CATCHWORDS: CIVIL PROCEDURE - appeal - application for extension of time for service of notice of appeal - credible excuse for initial failure to serve notice but subsequent delay - respondent’s actions such that appeal on foot - no prejudice to respondents. CIVIL PROCEDURE - APPEAL - amendment of notice of appeal - whether appeal lies without leave from an order of the District Court authorising a plaintiff to sign a judgment under r. 153 - whether can appeal against judgment without attacking the order on which the judgment is based - right of appellant against a final judgment to attack interlocutory orders "made as a step in the proceedings leading up to the final judgment". S. 92 District Courts Act 1967

R. 153 District Courts Rules
Hill Corcoran Constructions Pty Ltd v.
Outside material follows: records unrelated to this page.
use std::sync::mpsc::Sender;

use serde::Serialize;

// ---------------------------------------------------------------------------
// ProgressEvent
// ---------------------------------------------------------------------------

/// Percent value carried by a failure event.
pub const FAILED: i32 = -1;

/// Percent value carried by the completion event.
pub const COMPLETE: i32 = 100;

/// Where in a run an event was produced.
#[derive(Debug, Clone, Copy, PartialEq, Eq, Serialize)]
#[serde(rename_all = "snake_case")]
pub enum Stage {
    /// Emitted before file `current` is processed.
    Step,
    Completed,
    Failed,
}

/// One progress notification for a run.
///
/// Within a run the [`Stage::Step`] events climb `current` through 1..=total
/// without gaps, and the stream ends with exactly one event whose stage is
/// [`Stage::Completed`] (percent [`COMPLETE`]) or [`Stage::Failed`] (percent
/// [`FAILED`]). The last step of a successful run also reads 100%.
#[derive(Debug, Clone, PartialEq, Eq, Serialize)]
pub struct ProgressEvent {
    pub stage: Stage,
    pub percent: i32,
    pub row_id: u32,
    pub current: usize,
    pub total: usize,
    pub job_name: String,
}

impl ProgressEvent {
    /// Look-ahead progress for file `current` of `total`, emitted before the
    /// file is processed.
    pub fn step(row_id: u32, current: usize, total: usize, job_name: &str) -> Self {
        Self {
            stage: Stage::Step,
            percent: percent_of(current, total),
            row_id,
            current,
            total,
            job_name: job_name.to_string(),
        }
    }

    pub fn complete(row_id: u32, total: usize, job_name: &str) -> Self {
        Self {
            stage: Stage::Completed,
            percent: COMPLETE,
            row_id,
            current: total,
            total,
            job_name: job_name.to_string(),
        }
    }

    pub fn failed(row_id: u32, current: usize, total: usize, job_name: &str) -> Self {
        Self {
            stage: Stage::Failed,
            percent: FAILED,
            row_id,
            current,
            total,
            job_name: job_name.to_string(),
        }
    }

    pub fn is_terminal(&self) -> bool {
        self.stage != Stage::Step
    }
}

/// `floor(current * 100 / total)`; zero for an empty run.
pub fn percent_of(current: usize, total: usize) -> i32 {
    if total == 0 {
        return 0;
    }
    (current * 100 / total) as i32
}

// ---------------------------------------------------------------------------
// Observer
// ---------------------------------------------------------------------------

/// Receives progress events from a run. Called on the worker thread, in order.
/// Implementations should return promptly; the worker holds the execution gate
/// while notifying.
pub trait Observer: Send + Sync {
    fn notify(&self, event: &ProgressEvent);
}

impl<F> Observer for F
where
    F: Fn(&ProgressEvent) + Send + Sync,
{
    fn notify(&self, event: &ProgressEvent) {
        self(event)
    }
}

/// Forwards events into a channel for a host event loop to drain.
#[derive(Debug)]
pub struct ChannelObserver {
    tx: std::sync::Mutex<Sender<ProgressEvent>>,
}

impl ChannelObserver {
    pub fn new(tx: Sender<ProgressEvent>) -> Self {
        Self {
            tx: std::sync::Mutex::new(tx),
        }
    }
}

impl Observer for ChannelObserver {
    fn notify(&self, event: &ProgressEvent) {
        let Ok(tx) = self.tx.lock() else {
            return;
        };
        if tx.send(event.clone()).is_err() {
            log::debug!("progress receiver dropped; event for row {} discarded", event.row_id);
        }
    }
}

/// Writes every event to the log.
#[derive(Debug, Default, Clone, Copy)]
pub struct LogObserver;

impl Observer for LogObserver {
    fn notify(&self, event: &ProgressEvent) {
        match event.stage {
            Stage::Failed => log::error!(
                "{} [row {}] failed at {} of {}",
                event.job_name,
                event.row_id,
                event.current,
                event.total
            ),
            _ => log::info!(
                "{} [row {}] {}% ({} of {})",
                event.job_name,
                event.row_id,
                event.percent,
                event.current,
                event.total
            ),
        }
    }
}
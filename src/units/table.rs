use std::collections::BTreeMap;
use std::path::Path;

use anyhow::{Context, Result, bail};

// ---------------------------------------------------------------------------
// Table – a loaded data file
// ---------------------------------------------------------------------------

/// A delimited data file: one header row, then string cells.
#[derive(Debug, Clone, Default)]
pub struct Table {
    pub headers: Vec<String>,
    pub rows: Vec<Vec<String>>,
}

/// Runtime key: number of lines to skip before the header row.
pub const SKIPROWS: &str = "SKIPROWS";

// ---------------------------------------------------------------------------
// Public entry-point
// ---------------------------------------------------------------------------

impl Table {
    /// Load a table from a file.  Dispatch by extension.
    ///
    /// Supported formats:
    /// * `.csv`          – comma separated
    /// * `.txt` / `.tsv` – tab separated (instrument exports)
    ///
    /// `runtime` may carry [`SKIPROWS`] for files with a preamble.
    pub fn load(path: &Path, runtime: &BTreeMap<String, String>) -> Result<Table> {
        let ext = path
            .extension()
            .and_then(|e| e.to_str())
            .unwrap_or("")
            .to_ascii_lowercase();

        let delimiter = match ext.as_str() {
            "csv" => b',',
            "txt" | "tsv" => b'\t',
            other => bail!("Unsupported file extension: .{other}"),
        };

        let skip = match runtime.get(SKIPROWS) {
            Some(v) => v
                .trim()
                .parse::<usize>()
                .with_context(|| format!("{SKIPROWS} '{v}' is not a row count"))?,
            None => 0,
        };

        let text = std::fs::read_to_string(path)
            .with_context(|| format!("reading {}", path.display()))?;
        let body: String = text
            .lines()
            .skip(skip)
            .map(|l| format!("{l}\n"))
            .collect();

        Self::parse(&body, delimiter).with_context(|| format!("parsing {}", path.display()))
    }

    fn parse(text: &str, delimiter: u8) -> Result<Table> {
        let mut reader = csv::ReaderBuilder::new()
            .delimiter(delimiter)
            .flexible(true)
            .from_reader(text.as_bytes());

        let headers: Vec<String> = reader
            .headers()
            .context("reading headers")?
            .iter()
            .map(|h| h.trim().to_string())
            .collect();

        let mut rows = Vec::new();
        for (row_no, result) in reader.records().enumerate() {
            let record = result.with_context(|| format!("row {row_no}"))?;
            rows.push(record.iter().map(str::to_string).collect());
        }

        Ok(Table { headers, rows })
    }

    pub fn len(&self) -> usize {
        self.rows.len()
    }

    pub fn is_empty(&self) -> bool {
        self.rows.is_empty()
    }

    pub fn column_index(&self, name: &str) -> Result<usize> {
        self.headers
            .iter()
            .position(|h| h == name)
            .with_context(|| format!("missing '{name}' column"))
    }

    /// Numeric value of `col` for every row; `None` where the cell is empty
    /// or not a number.
    pub fn numeric_column(&self, col: usize) -> Vec<Option<f64>> {
        self.rows
            .iter()
            .map(|r| r.get(col).and_then(|c| c.trim().parse::<f64>().ok()))
            .collect()
    }

    /// Write `headers` and `rows` as CSV.
    pub fn write_csv<R, C>(path: &Path, headers: &[&str], rows: R) -> Result<()>
    where
        R: IntoIterator<Item = C>,
        C: IntoIterator,
        C::Item: AsRef<[u8]>,
    {
        let mut writer =
            csv::Writer::from_path(path).with_context(|| format!("creating {}", path.display()))?;
        writer.write_record(headers).context("writing CSV header")?;
        for row in rows {
            writer.write_record(row).context("writing CSV row")?;
        }
        writer.flush().context("flushing CSV")?;
        Ok(())
    }
}
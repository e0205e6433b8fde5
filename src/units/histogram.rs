use std::collections::BTreeSet;
use std::path::PathBuf;

use anyhow::{Context, Result, bail};

use super::table::Table;
use super::{file_stem, optional_bool, optional_f64, required};
use crate::pipeline::{Configurables, ProcessUnit, UnitContext, UnitOutput};

pub const COLUMN: &str = "COLUMN";
pub const BINWIDTH: &str = "BINWIDTH";
pub const DENSITY: &str = "DENSITY";

/// Bin count used when no bin width is configured.
const DEFAULT_BINS: usize = 10;

/// Upper limit on the number of bins a width may produce.
pub const MAX_BINS: usize = 10_000;

// ---------------------------------------------------------------------------
// Binning
// ---------------------------------------------------------------------------

/// Left bin edges and counts.
#[derive(Debug, Clone, PartialEq)]
pub struct Histogram {
    pub edges: Vec<f64>,
    pub counts: Vec<usize>,
    pub width: f64,
}

impl Histogram {
    /// Counts scaled so the bars integrate to one.
    pub fn density(&self) -> Vec<f64> {
        let total: usize = self.counts.iter().sum();
        if total == 0 {
            return vec![0.0; self.counts.len()];
        }
        let norm = total as f64 * self.width;
        self.counts.iter().map(|&c| c as f64 / norm).collect()
    }
}

/// Bin `values` into fixed-width bins.
///
/// With a `width` the first edge is aligned down to a multiple of it; without
/// one the range is split into ten equal bins. The top edge is inclusive.
/// Fails on non-finite values and on widths that would need more than
/// [`MAX_BINS`] bins.
pub fn histogram(values: &[f64], width: Option<f64>) -> Result<Histogram> {
    if let Some(v) = values.iter().find(|v| !v.is_finite()) {
        bail!("cannot bin non-finite value {v}");
    }
    let (Some(lo), Some(hi)) = (
        values.iter().copied().reduce(f64::min),
        values.iter().copied().reduce(f64::max),
    ) else {
        return Ok(Histogram {
            edges: Vec::new(),
            counts: Vec::new(),
            width: width.unwrap_or(1.0),
        });
    };

    let (start, width, bins) = match width {
        Some(w) if w > 0.0 && w.is_finite() => {
            let start = (lo / w).floor() * w;
            let span = ((hi - start) / w).floor();
            if !span.is_finite() || span >= MAX_BINS as f64 {
                bail!("{BINWIDTH} {w} gives {span} bins over [{lo}, {hi}]; the limit is {MAX_BINS}");
            }
            (start, w, span as usize + 1)
        }
        Some(w) => bail!("{BINWIDTH} must be positive, got {w}"),
        None if hi > lo => {
            let w = (hi - lo) / DEFAULT_BINS as f64;
            if !w.is_finite() || w <= 0.0 {
                bail!("range [{lo}, {hi}] cannot be split into {DEFAULT_BINS} bins");
            }
            (lo, w, DEFAULT_BINS)
        }
        None => (lo, 1.0, 1),
    };

    let mut counts = vec![0usize; bins];
    for &v in values {
        let idx = (((v - start) / width).floor() as usize).min(bins - 1);
        counts[idx] += 1;
    }
    let edges = (0..bins).map(|i| start + i as f64 * width).collect();
    Ok(Histogram {
        edges,
        counts,
        width,
    })
}

// ---------------------------------------------------------------------------
// AutoHistogram unit
// ---------------------------------------------------------------------------

/// Frequency histogram of one column, saved as
/// `<stem>_<column>_HISTOGRAM.csv` with `bins,<column>` rows.
pub struct AutoHistogram {
    source: PathBuf,
    output_dir: PathBuf,
    table: Table,
    column: String,
    binwidth: Option<f64>,
    density: bool,
}

impl AutoHistogram {
    pub fn new(ctx: &UnitContext) -> Result<Self> {
        let table = Table::load(&ctx.primary_file, &ctx.runtime)?;
        Ok(Self {
            source: ctx.primary_file.clone(),
            output_dir: ctx.output_dir.clone(),
            table,
            column: String::new(),
            binwidth: None,
            density: false,
        })
    }

    pub fn factory(ctx: &UnitContext) -> Result<Box<dyn ProcessUnit>> {
        Ok(Box::new(Self::new(ctx)?))
    }
}

impl ProcessUnit for AutoHistogram {
    fn configurable_keys(&self) -> BTreeSet<String> {
        [COLUMN, BINWIDTH, DENSITY]
            .into_iter()
            .map(String::from)
            .collect()
    }

    fn set_configurables(&mut self, values: Configurables) -> Result<()> {
        self.column = required(&values, COLUMN)?;
        self.binwidth = optional_f64(&values, BINWIDTH)?;
        self.density = optional_bool(&values, DENSITY)?.unwrap_or(false);
        Ok(())
    }

    fn has_data(&self) -> bool {
        !self.table.is_empty()
    }

    fn run(&mut self) -> Result<UnitOutput> {
        let col = self.table.column_index(&self.column)?;
        let values: Vec<f64> = self.table.numeric_column(col).into_iter().flatten().collect();
        let histo = histogram(&values, self.binwidth)?;

        let stem = format!("{}_{}_HISTOGRAM", file_stem(&self.source), self.column);
        let out = self.output_dir.join(format!("{stem}.csv"));
        let rows = histo
            .edges
            .iter()
            .zip(&histo.counts)
            .map(|(edge, count)| [edge.to_string(), count.to_string()]);
        Table::write_csv(&out, &["bins", self.column.as_str()], rows)
            .with_context(|| format!("saving histogram for {}", self.source.display()))?;
        log::info!("Saved histogram data to {}", out.display());

        let mut artifacts = vec![out];
        if self.density {
            let out = self.output_dir.join(format!("{stem}_density.csv"));
            let rows = histo
                .edges
                .iter()
                .zip(histo.density())
                .map(|(edge, d)| [edge.to_string(), d.to_string()]);
            Table::write_csv(&out, &["bins", self.column.as_str()], rows)
                .with_context(|| format!("saving density for {}", self.source.display()))?;
            log::info!("Saved density data to {}", out.display());
            artifacts.push(out);
        }

        Ok(UnitOutput {
            artifacts,
            summary: Some(format!("{} values in {} bins", values.len(), histo.counts.len())),
        })
    }
}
Navarro (Court of
Appeal, Appl No. 94 of 1991, 6 March 1992, unreported)

Smith v. Tabain (1987) 10 N.S.W.L.R. 562

Counsel:  Mr J Kimmins for the applicant/appellant.
Mr P Hastie for the respondent.
Solicitors:  McCrea Jones as town agents for John Burrell for the
applicant/appellant.
Sly & Weigall, Cannan & Peterson for the respondent.

Hearing date:25 October 1995.

IN THE COURT OF APPEAL [1995] QCA 565
SUPREME COURT OF QUEENSLAND Appeal No.58 of 1995
Brisbane
Before Fitzgerald P.

Pincus J.A. Dowsett J.

[Baker v. Pioneer Industries]

BETWEEN:

PETER DOUGLAS BAKER

(Third Defendant) Appellant

AND:

PIONEER INDUSTRIES PTY LTD

(Plaintiff) Respondent

REASONS FOR JUDGMENT - FITZGERALD P.

Judgment delivered 19/12/1995

The circumstances giving rise to this appeal are set out in the reasons for judgment of

Pincus J.A. and, subject to what follows, I agree with what his Honour has stated.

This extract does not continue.